* [About this task] The answer must be every line below that holds the word "EventHandler".

* [Information given]
-- Opening Marker --

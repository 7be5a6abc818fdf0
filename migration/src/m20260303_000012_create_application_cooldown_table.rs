use sea_orm_migration::{prelude::*, schema::*};

#[derive(DeriveMigrationName)]
pub struct Migration;

#[async_trait::async_trait]
impl MigrationTrait for Migration {
    async fn up(&self, manager: &SchemaManager) -> Result<(), DbErr> {
        manager
            .create_table(
                Table::create()
                    .table(ApplicationCooldown::Table)
                    .if_not_exists()
                    .col(pk_auto(ApplicationCooldown::Id))
                    .col(string(ApplicationCooldown::GuildId))
                    .col(string(ApplicationCooldown::CandidateId))
                    .col(string(ApplicationCooldown::RejectedBy))
                    .col(text(ApplicationCooldown::Reason))
                    .col(timestamp(ApplicationCooldown::Until))
                    .index(
                        Index::create()
                            .unique()
                            .name("idx_application_cooldown_unique")
                            .col(ApplicationCooldown::GuildId)
                            .col(ApplicationCooldown::CandidateId),
                    )
                    .to_owned(),
            )
            .await
    }

    async fn down(&self, manager: &SchemaManager) -> Result<(), DbErr> {
        manager
            .drop_table(Table::drop().table(ApplicationCooldown::Table).to_owned())
            .await
    }
}

#[derive(DeriveIden)]
pub enum ApplicationCooldown {
    Table,
    Id,
    GuildId,
    CandidateId,
    RejectedBy,
    Reason,
    Until,
}
use super::*;

/// Tests that only unexpired cooldowns are active.
///
/// Expected: Ok(Some) for the future cooldown, None for the lapsed one
#[tokio::test]
async fn ignores_lapsed_cooldown() -> Result<(), DbErr> {
    let test = TestBuilder::new().with_application_tables().build().await.unwrap();
    let db = test.db.as_ref().unwrap();

    factory::create_cooldown(db, "1", "10", Utc::now() + TimeDelta::hours(1)).await?;
    factory::create_cooldown(db, "1", "11", Utc::now() - TimeDelta::hours(1)).await?;

    let repo = ApplicationCooldownRepository::new(db);

    assert!(repo.find_active(1, 10, Utc::now()).await?.is_some());
    assert!(repo.find_active(1, 11, Utc::now()).await?.is_none());

    Ok(())
}
use serenity::all::{
    Context, EventHandler, Guild, GuildId, GuildMemberUpdateEvent, Interaction, Member, Message,
    Reaction, Ready, User, VoiceState,
};
use serenity::async_trait;

use crate::{bot::interaction, state::AppState};

pub mod guild;
pub mod member;
pub mod message;
pub mod reaction;
pub mod ready;
pub mod voice;

/// Discord bot event handler
pub struct Handler {
    pub state: AppState,
}

impl Handler {
    pub fn new(state: AppState) -> Self {
        Self { state }
    }
}

#[async_trait]
impl EventHandler for Handler {
    /// Called when the bot is ready and connected to Discord
    async fn ready(&self, ctx: Context, ready: Ready) {
        ready::handle_ready(ctx, ready).await;
    }

    /// Called when a guild becomes available or the bot joins a new guild
    async fn guild_create(&self, ctx: Context, guild: Guild, is_new: Option<bool>) {
        guild::handle_guild_create(ctx, guild, is_new).await;
    }

    /// Called when a member joins a guild
    async fn guild_member_addition(&self, ctx: Context, new_member: Member) {
        member::handle_guild_member_addition(&self.state, ctx, new_member).await;
    }

    /// Called when a member leaves a guild
    async fn guild_member_removal(
        &self,
        ctx: Context,
        guild_id: GuildId,
        user: User,
        member_data_if_available: Option<Member>,
    ) {
        member::handle_guild_member_removal(
            &self.state,
            ctx,
            guild_id,
            user,
            member_data_if_available,
        )
        .await;
    }

    /// Called when a member is updated in a guild (roles, nickname, etc.)
    async fn guild_member_update(
        &self,
        ctx: Context,
        old: Option<Member>,
        new: Option<Member>,
        event: GuildMemberUpdateEvent,
    ) {
        member::handle_guild_member_update(&self.state, ctx, old, new, event).await;
    }

    /// Called when a message is sent in a channel
    async fn message(&self, ctx: Context, message: Message) {
        message::handle_message(&self.state, ctx, message).await;
    }

    /// Called when a reaction is added to a message
    async fn reaction_add(&self, ctx: Context, add_reaction: Reaction) {
        reaction::handle_reaction_add(&self.state, ctx, add_reaction).await;
    }

    /// Called when a user joins, leaves or moves between voice channels
    async fn voice_state_update(&self, ctx: Context, old: Option<VoiceState>, new: VoiceState) {
        voice::handle_voice_state_update(&self.state, ctx, old, new).await;
    }

    /// Called when a button, select menu or modal is used
    async fn interaction_create(&self, ctx: Context, interaction: Interaction) {
        interaction::handle_interaction(&self.state, ctx, interaction).await;
    }
}
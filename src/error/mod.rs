//! Error types and Discord-facing error text.
//!
//! `AppError` is the top-level error returned by services and handlers. Validation
//! failures that the invoking user should see live in `PromotionError` and `CommandError`;
//! everything else is an I/O or internal failure that gets logged and answered with a
//! generic message.

pub mod command;
pub mod config;
pub mod internal;
pub mod promotion;

use thiserror::Error;

use crate::error::{
    command::CommandError, config::ConfigError, internal::InternalError,
    promotion::PromotionError,
};

/// Generic reply shown when an operation fails for reasons the user cannot fix.
pub const GENERIC_ERROR_MESSAGE: &str = "An error occurred while processing that request.";

/// Top-level application error type.
///
/// Aggregates all possible error types that can occur in the bot. Most variants use
/// `#[from]` for automatic error conversion.
#[derive(Error, Debug)]
pub enum AppError {
    /// Configuration error during startup or environment variable loading.
    #[error(transparent)]
    ConfigErr(#[from] ConfigError),

    /// Promotion lifecycle validation failure.
    ///
    /// The message is shown to the invoking user as-is.
    #[error(transparent)]
    PromotionErr(#[from] PromotionError),

    /// Chat command could not be parsed.
    #[error(transparent)]
    CommandErr(#[from] CommandError),

    /// Internal issue indicating a bug or corrupted record.
    #[error(transparent)]
    InternalErr(#[from] InternalError),

    /// Database operation error from SeaORM.
    #[error(transparent)]
    DbErr(#[from] sea_orm::DbErr),

    /// Discord API error from Serenity.
    ///
    /// Boxed due to large size.
    #[error(transparent)]
    DiscordErr(#[from] Box<serenity::Error>),

    /// Cron scheduler error.
    #[error(transparent)]
    SchedulerErr(#[from] tokio_cron_scheduler::JobSchedulerError),

    /// Stats snapshot could not be serialized or read back.
    #[error(transparent)]
    SerdeErr(#[from] serde_json::Error),

    /// Resource not found error.
    ///
    /// # Fields
    /// - Message describing what resource was not found
    #[error("{0}")]
    NotFound(String),

    /// Invalid request error.
    ///
    /// # Fields
    /// - Message describing what was invalid about the request
    #[error("{0}")]
    BadRequest(String),
}

/// Manual conversion from serenity::Error to AppError.
///
/// Boxes the error to reduce the size of the AppError enum, as serenity::Error
/// is very large and would make all AppError variants larger if not boxed.
impl From<serenity::Error> for AppError {
    fn from(err: serenity::Error) -> Self {
        AppError::DiscordErr(Box::new(err))
    }
}

impl AppError {
    /// Returns the text to show the user in Discord for this error.
    ///
    /// Validation failures are returned verbatim. Anything else is logged with its full
    /// detail and replaced with `GENERIC_ERROR_MESSAGE` so internals never leak into chat.
    pub fn user_message(&self) -> String {
        match self {
            Self::PromotionErr(err) => err.to_string(),
            Self::CommandErr(err) => err.to_string(),
            Self::NotFound(msg) | Self::BadRequest(msg) => msg.clone(),
            err => {
                tracing::error!("{}", err);
                GENERIC_ERROR_MESSAGE.to_string()
            }
        }
    }
}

-- Closing Marker --

* [Exercise solution]
    Context, EventHandler, Guild, GuildId, GuildMemberUpdateEvent, Interaction, Member, Message,
impl EventHandler for Handler {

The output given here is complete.